His interests include health systems development, childhood survival, reproductive health, and health program assessments and evaluation.

Dennis Chirawurah, PhD (Monitoring and Evaluation Analyst)

Dennis Chirawurah is a governance and M&E expert with over fifteen years of experience in the field of participatory research. He will serve as co-leader of the research team and will lead the field team. He has coordinated field outreaches of MSc and BSc students at the University for Development Studies and has deep community leadership experience stemming from his position as the Presiding Member of the Navrongo Municipal Assembly. He served among other scientists at the Navrongo Health Research Center in pioneering interventions that led to equity driven close-to-client primary health care in Ghana. Dennis established the CLASSONE Project to help children who have dropped out of school and others who have never had any formal education in the Upper East Region. The project is to afford them a chance to integrate into the school system by providing them free literacy training, and he has trained more than 1,800 people.

Adjunct Fellows

Irma Elo, PhD (Demographer)

Dr. Elo has a PhD in Demography and Public Affairs from Princeton University. She is the Chair of the Sociology Department and a Research Associate at the Population Studies Center and the Population Aging Research Center. She has served as a member and/or a chair of several national and international committees, including chair of the Board of Scientific Counselors of the National Center for Health Statistics (NCHS), member of the Census Bureau’s Scientific Advisory Committee (CSAC), member and chair of the section on the sociology of population for the American Sociological Association, member of the PAA’s board of directors, chair of the PAA’s Committee on Population Statistics, and a member of an International Advisory Board of the Swedish Initiative for Research on Microdata in the Social and Medical Sciences. Her main research interests center on socioeconomic and racial/ethnic disparities in health, cognition, and mortality across the life course and demographic estimation of mortality. In recent years, she has extended this focus to include health and mortality among racial/ethnic immigrant subgroups. She is currently the PI of NIA-funded study, Causes of Geographic Divergence in American Mortality Between 1990 and 2015: Health Behaviors, Health Care Access and Migration.

James F. Phillips, PhD (Demographer/Health Systems Researcher)

James Phillips is a Special Lecturer in Population and Family Health at the Columbia University Medical Center conducts research on health systems and policy issues in Africa and Asia.

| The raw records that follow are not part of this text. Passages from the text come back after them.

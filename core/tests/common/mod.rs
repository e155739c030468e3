// tests/common/mod.rs
#![allow(dead_code)] // Not every test file uses every helper

use car_catalog::{CarId, Clock, InMemoryCatalog, NewCarFields, SequentialIds};
use chrono::{DateTime, Duration, TimeZone, Utc};
use parking_lot::Mutex;
use std::sync::Arc;
use tracing::Level;

// --- Fixtures ---
pub fn new_car(name: &str, category: &str, price: f64) -> NewCarFields {
  NewCarFields {
    name: name.to_string(),
    category: category.to_string(),
    image: format!("/img/{}.png", name.to_lowercase().replace(' ', "-")),
    price,
    features: vec!["Bluetooth".to_string(), "Cruise Control".to_string()],
    seats: 5,
    transmission: "Manual".to_string(),
    fuel: "Gasoline".to_string(),
    description: None,
  }
}

pub fn id(raw: &str) -> CarId {
  CarId::new(raw)
}

pub fn names(cars: &[car_catalog::Car]) -> Vec<String> {
  cars.iter().map(|car| car.name.clone()).collect()
}

/// Sample data, sequential ids, no latency.
pub fn seeded_store() -> InMemoryCatalog {
  InMemoryCatalog::new()
    .with_id_generator(Arc::new(SequentialIds::new()))
    .with_sample_data()
}

// --- A clock the test moves by hand ---
#[derive(Debug)]
pub struct ManualClock {
  now: Mutex<DateTime<Utc>>,
}

impl ManualClock {
  pub fn new() -> Arc<Self> {
    Arc::new(ManualClock {
      now: Mutex::new(Utc.with_ymd_and_hms(2025, 6, 1, 12, 0, 0).unwrap()),
    })
  }

  pub fn advance(&self, by: Duration) {
    *self.now.lock() += by;
  }
}

impl Clock for ManualClock {
  fn now(&self) -> DateTime<Utc> {
    *self.now.lock()
  }
}

// --- Helper for Tracing Setup (call once per test run if needed) ---
use once_cell::sync::Lazy;
static TRACING_INIT: Lazy<()> = Lazy::new(|| {
  tracing_subscriber::fmt()
    .with_max_level(Level::DEBUG)
    .with_test_writer() // Important for tests to capture output
    .try_init()
    .ok(); // Allow multiple initializations in tests (ok if fails)
});

pub fn setup_tracing() {
  Lazy::force(&TRACING_INIT);
}
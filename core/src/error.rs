// car_catalog/src/error.rs
use thiserror::Error;

use crate::core::car::CarId;

/// Errors raised by the layers built on top of the catalog store.
///
/// The store itself never fails: an unknown id comes back as `None` or `false`.
/// The admin panel turns those into `NotFound`, and form input that misses a
/// required field is rejected with `Validation` before the store is touched.
#[derive(Debug, Clone, PartialEq, Error)]
pub enum CatalogError {
  #[error("Car not found: {id}")]
  NotFound { id: CarId },

  #[error("Invalid value for '{field}': {message}")]
  Validation { field: &'static str, message: String },

  #[error("Configuration error for '{key}': {message}")]
  Config { key: String, message: String },
}

impl CatalogError {
  pub(crate) fn not_found(id: &CarId) -> Self {
    CatalogError::NotFound { id: id.clone() }
  }

  pub(crate) fn validation(field: &'static str, message: impl Into<String>) -> Self {
    CatalogError::Validation {
      field,
      message: message.into(),
    }
  }

  /// True when the error reports an unknown car id.
  pub fn is_not_found(&self) -> bool {
    matches!(self, CatalogError::NotFound { .. })
  }
}

pub type CatalogResult<T, E = CatalogError> = std::result::Result<T, E>;
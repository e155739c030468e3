// car_catalog/src/store/repository.rs

//! The call surface shared by every catalog backend.

use crate::core::car::{Car, CarId, NewCarFields};
use crate::core::patch::CarPatch;
use async_trait::async_trait;
use std::sync::Arc;

/// Asynchronous CRUD access to the car catalog.
///
/// None of these operations fail. An unknown id is reported as `None` (or
/// `false` for `delete`), which is an ordinary outcome rather than an error.
/// Every returned `Car` is an owned snapshot.
#[async_trait]
pub trait CarRepository: Send + Sync {
  /// Every record, in insertion order.
  async fn list_all(&self) -> Vec<Car>;

  async fn get_by_id(&self, id: &CarId) -> Option<Car>;

  /// Creates a record with a fresh id, no rating or reviews, marked available.
  async fn create(&self, fields: NewCarFields) -> Car;

  /// Overlays `patch` onto the record and refreshes `updated_at`.
  async fn update(&self, id: &CarId, patch: CarPatch) -> Option<Car>;

  /// Removes the record for good. Returns whether anything was removed.
  async fn delete(&self, id: &CarId) -> bool;

  /// Flips `available` and refreshes `updated_at`.
  async fn toggle_availability(&self, id: &CarId) -> Option<Car>;
}

#[async_trait]
impl<R> CarRepository for Arc<R>
where
  R: CarRepository + ?Sized,
{
  async fn list_all(&self) -> Vec<Car> {
    (**self).list_all().await
  }

  async fn get_by_id(&self, id: &CarId) -> Option<Car> {
    (**self).get_by_id(id).await
  }

  async fn create(&self, fields: NewCarFields) -> Car {
    (**self).create(fields).await
  }

  async fn update(&self, id: &CarId, patch: CarPatch) -> Option<Car> {
    (**self).update(id, patch).await
  }

  async fn delete(&self, id: &CarId) -> bool {
    (**self).delete(id).await
  }

  async fn toggle_availability(&self, id: &CarId) -> Option<Car> {
    (**self).toggle_availability(id).await
  }
}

He has collaborated with the Ghana Health Service in designing, implementing, and evaluating the Navrongo Experiment, a study that provided conclusive evidence that family planning services can lead to fertility decline in a traditional African societal setting. Improvements in maternal and child health associated with the project represent the most rapid declines in maternal and childhood mortality ever recorded for a rural African population, with service systems of the project becoming the model for a national program known as the Community-based Health Planning and Services (CHPS) Initiative. Based on his work in Ghana, he has developed and tested methods for accelerating the pace of scaling-up initiatives around the world. He directs a randomized cluster trial of community-based primary health care in Tanzania that tests the childhood survival impact of the Ghana service model in three rural Tanzanian districts. Based on work in Bangladesh and Ghana he is developing implementation science tools for evidence-based scale-up of health system innovations. He has published various papers in leading journals documenting his work and the impact of policy experiments in Ghana, Tanzania, and Bangladesh.

Administration and Finance

Emmanuel Adoko (Accounts Officer)

Mr. Emmanuel Adoko is a well versed accounts professional with grounded experience in grants budget preparation, and financial monitoring and reporting to donors. He has worked on projects supported by major funding agencies including IDRC (Canada) and the African Development Bank. He is also well versed in general accounting services.

He has, in addition to a BSc in Accounting, certification as a Cloud Practitioner.